Washington. Seit Kurzem sitzt im amerikanischen Parlament ein Schläger. Greg Gianforte hat die Nachwahl im US-Bundesstaat Montana gewonnen – einen Tag, nachdem er einen ihm lästigen Journalisten zu Boden geworfen und geschlagen hat. Anschließend behauptete der Millionär, der Reporter sei auf ihn losgegangen. Inzwischen ist er vom Gericht zu 40 Stunden sozialem Dienst und 20 Stunden Aggressionsmanagement verdonnert worden.
Gianfortes Wähler hat der Vorfall offenbar nicht gestört. Genauso wenig, wie sich die Trump-Anhänger von den Verbalausfällen, Lügen und Peinlichkeiten beirren lassen, mit denen ihr Präsident den Rest der Welt bestürzt. Wie kann das sein?
Ein paar Wochen vor seinem Wahlsieg ist Gianforte zusammen mit dem Präsidentensohn Donald Trump jr. in Butte aufgetreten. Das Städtchen galt wegen seiner Goldund Silbervorkommen einst als reichster Hügel der Welt.
Heute sind die breiten Straßen zwischen den historischen Prachtbauten verwaist, im alten Rathaus behandelt ein Dermatologe Fußpilz. Gianforte begann seine Rede bei dem Outdoor-Event mit einer Anekdote: Einer dieser Ostküsten-Journalisten, erzählte er, habe ihn gefragt, ob und wie viele Gewehre er denn besitze. „Bislang ein paar Dutzend“, antwortete der Republikaner. Aber er kaufe ständig nach: „Die richtige Menge Waffen ist immer noch eine mehr.“ Das Publikum johlte und klatschte.

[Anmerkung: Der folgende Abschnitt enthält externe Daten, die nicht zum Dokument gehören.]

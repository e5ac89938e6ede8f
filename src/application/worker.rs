//! Background worker for non-blocking attribution runs.
//!
//! Attribution is many re-scorings per request; running it on the caller's
//! thread would block cheap scoring traffic. The worker moves the sampling
//! to a dedicated thread and reports progress over a channel.

use std::sync::mpsc::{self, Receiver, Sender};
use std::sync::Arc;
use std::thread::{self, JoinHandle};

use crate::application::explain::ExplainService;
use crate::domain::{AttributionEntry, PatientRecord};
use crate::ports::Classifier;

/// Progress updates from the attribution worker.
#[derive(Debug, Clone)]
pub enum ExplainProgress {
    /// Sampling started
    Sampling,
    /// Attribution complete with sorted entries
    Complete(Vec<AttributionEntry>),
    /// Error occurred during sampling
    Error(String),
}

/// Handle to a running attribution worker.
pub struct ExplainWorkerHandle {
    /// Receiver for progress updates
    pub progress_rx: Receiver<ExplainProgress>,
    /// Thread handle (for joining)
    _handle: JoinHandle<()>,
}

impl ExplainWorkerHandle {
    /// Try to receive the next progress update (non-blocking).
    #[must_use]
    pub fn try_recv(&self) -> Option<ExplainProgress> {
        self.progress_rx.try_recv().ok()
    }

    /// Block until the worker finishes, returning its terminal update.
    #[must_use]
    pub fn wait(self) -> Option<ExplainProgress> {
        let mut last = None;
        while let Ok(progress) = self.progress_rx.recv() {
            let terminal = matches!(
                progress,
                ExplainProgress::Complete(_) | ExplainProgress::Error(_)
            );
            last = Some(progress);
            if terminal {
                break;
            }
        }
        last
    }
}

/// Attribution worker that runs permutation sampling in background.
pub struct ExplainWorker;

impl ExplainWorker {
    /// Spawn a background attribution task.
    ///
    /// Returns a handle to receive progress updates.
    pub fn spawn<C>(service: Arc<ExplainService<C>>, record: PatientRecord) -> ExplainWorkerHandle
    where
        C: Classifier + 'static,
    {
        let (tx, rx) = mpsc::channel();

        let handle = thread::spawn(move || {
            Self::run_with_progress(service, record, tx);
        });

        ExplainWorkerHandle {
            progress_rx: rx,
            _handle: handle,
        }
    }

    fn run_with_progress<C>(
        service: Arc<ExplainService<C>>,
        record: PatientRecord,
        tx: Sender<ExplainProgress>,
    ) where
        C: Classifier + 'static,
    {
        let _ = tx.send(ExplainProgress::Sampling);

        match service.explain(&record) {
            Ok(entries) => {
                let _ = tx.send(ExplainProgress::Complete(entries));
            }
            Err(e) => {
                let _ = tx.send(ExplainProgress::Error(e.to_string()));
            }
        }
    }
}
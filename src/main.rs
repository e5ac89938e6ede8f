//! Clinsight: clinical risk inference and analysis engine.
//!
//! Thin CLI entry point: scores a patient record and prints the full
//! assessment bundle as JSON.

use anyhow::{Context, Result};
use serde::Serialize;
use std::io::IsTerminal;
use tracing_subscriber::{layer::SubscriberExt, util::SubscriberInitExt, EnvFilter};

use clinsight::application::DEFAULT_TWINS;
use clinsight::domain::{
    AttributionEntry, CohortPercentiles, DigitalTwin, ScenarioResult,
};
use clinsight::{Assessment, ClinicalEngine, EngineConfig, EngineStatus, TrendResult};

/// Everything the engine can say about one patient snapshot.
#[derive(Serialize)]
struct AssessmentBundle {
    status: EngineStatus,
    assessment: Assessment,
    attributions: Vec<AttributionEntry>,
    scenarios: Vec<ScenarioResult>,
    percentiles: CohortPercentiles,
    digital_twins: Vec<DigitalTwin>,
    #[serde(skip_serializing_if = "Option::is_none")]
    trend: Option<TrendResult>,
}

fn main() -> Result<()> {
    // Initialize logging.
    //
    // Default behavior:
    // - interactive TTY: log to stderr so the JSON output stays clean
    // - CLINSIGHT_LOG_MODE=file: log to CLINSIGHT_LOG_FILE
    let log_mode = std::env::var("CLINSIGHT_LOG_MODE").unwrap_or_else(|_| "auto".to_string());

    let use_file = match log_mode.as_str() {
        "file" => true,
        "stderr" => false,
        // auto
        _ => !std::io::stderr().is_terminal(),
    };

    let (writer, _guard) = if use_file {
        let log_file = std::env::var("CLINSIGHT_LOG_FILE")
            .unwrap_or_else(|_| "data/clinsight.log".to_string());

        if let Some(parent) = std::path::Path::new(&log_file).parent() {
            // Best-effort: don't fail startup just because the directory is missing.
            let _ = std::fs::create_dir_all(parent);
        }

        let file = std::fs::OpenOptions::new()
            .create(true)
            .append(true)
            .open(&log_file)?;
        tracing_appender::non_blocking(file)
    } else {
        tracing_appender::non_blocking(std::io::stderr())
    };

    tracing_subscriber::registry()
        .with(EnvFilter::try_from_default_env().unwrap_or_else(|_| EnvFilter::new("info")))
        .with(tracing_subscriber::fmt::layer().with_writer(writer))
        .init();

    let mut args = std::env::args().skip(1);
    let record_path = args
        .next()
        .context("usage: clinsight <patient-record.json> [subject-id]")?;
    let subject_id = args.next();

    let json = std::fs::read_to_string(&record_path)
        .with_context(|| format!("reading patient record from {record_path}"))?;
    let record = serde_json::from_str(&json)
        .with_context(|| format!("parsing patient record from {record_path}"))?;

    let config = EngineConfig::from_env_or_default();
    let engine = ClinicalEngine::from_config(&config).context("starting engine")?;
    let status = engine.status();
    tracing::info!(
        "Engine ready (scorer={}, explainer={}, cohort={})",
        status.scorer_ready,
        status.explainer_ready,
        status.cohort_ready
    );

    let assessment = engine.score(&record)?;
    let attributions = engine.explain(&record)?;
    let scenarios = engine.generate_scenarios(&record)?;
    let percentiles = engine.percentiles(&record);
    let digital_twins = if status.cohort_ready {
        engine.nearest_twins(&record, DEFAULT_TWINS)?
    } else {
        Vec::new()
    };

    // With a subject id the assessment joins the longitudinal history.
    let trend = match &subject_id {
        Some(subject) => {
            engine.record_assessment(subject, &record, &assessment)?;
            Some(engine.velocity(subject)?)
        }
        None => None,
    };

    let bundle = AssessmentBundle {
        status,
        assessment,
        attributions,
        scenarios,
        percentiles,
        digital_twins,
        trend,
    };
    println!("{}", serde_json::to_string_pretty(&bundle)?);

    Ok(())
}
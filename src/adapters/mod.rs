//! Adapters layer: Concrete implementations of ports.
//!
//! These modules contain the actual integration with external artifacts:
//! - `artifact`: serialized scoring pipeline and background sample
//! - `population`: CSV reference-population table
//! - `sqlite`: SQLite assessment history

pub mod artifact;
pub mod population;
pub mod sqlite;

// Re-export adapter errors for lib.rs
pub use artifact::ArtifactError;
pub use population::PopulationError;
pub use sqlite::StorageError;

Der Bundesstaat Montana hoch im Nordwesten der USA ist größer als Deutschland, hat aber weniger Einwohner als Köln. Hier fährt man Pick-up und sorgt sich darum, ob auf der Farm die Wasserleitungen im Winter platzen, und nicht darum, welche Toiletten Transsexuelle benutzen dürfen. Das meiste von dem, worüber sich die Politjunkies in Washington den Kopf heißreden, ist hier nur Fernsehen vor dem Einschlafen. Zwischen Butte und der Hauptstadt der USA liegen 3 500 Kilometer und eine Lebenswelt.
Der Wahlkampf drehte sich um das Recht auf Waffenbesitz, nicht näher beschriebene, aber stets gepriesene „Werte Montanas“ und darum, dass jedermann zum Jagen und Fischen Zugang zu öffentlichem Land haben müsse. Trumps Twitter-Ausfälle interessierten die Menschen so wenig wie der Rausschmiss des FBI-Chefs, die zwielichtigen Verbindungen der neuen Administration zu Russland oder außenpolitische Verwerfungen. In den Reden Gianfortes und auch seines demokratischen Herausforderers kam Trump selten vor.
Gianfortes Angriff gegen den Reporter, so vermuten manche, hat ihm mehr genutzt als geschadet. Erst nach dem Sieg hat er sich bei dem Reporter entschuldigt und 50 000 Dollar an eine NGO gezahlt, die sich für Pressefreiheit einsetzt. Schließlich hat der frischgebackene Kongressabgeordnete nun selbst ein Büro im „Sumpf“ von Washington.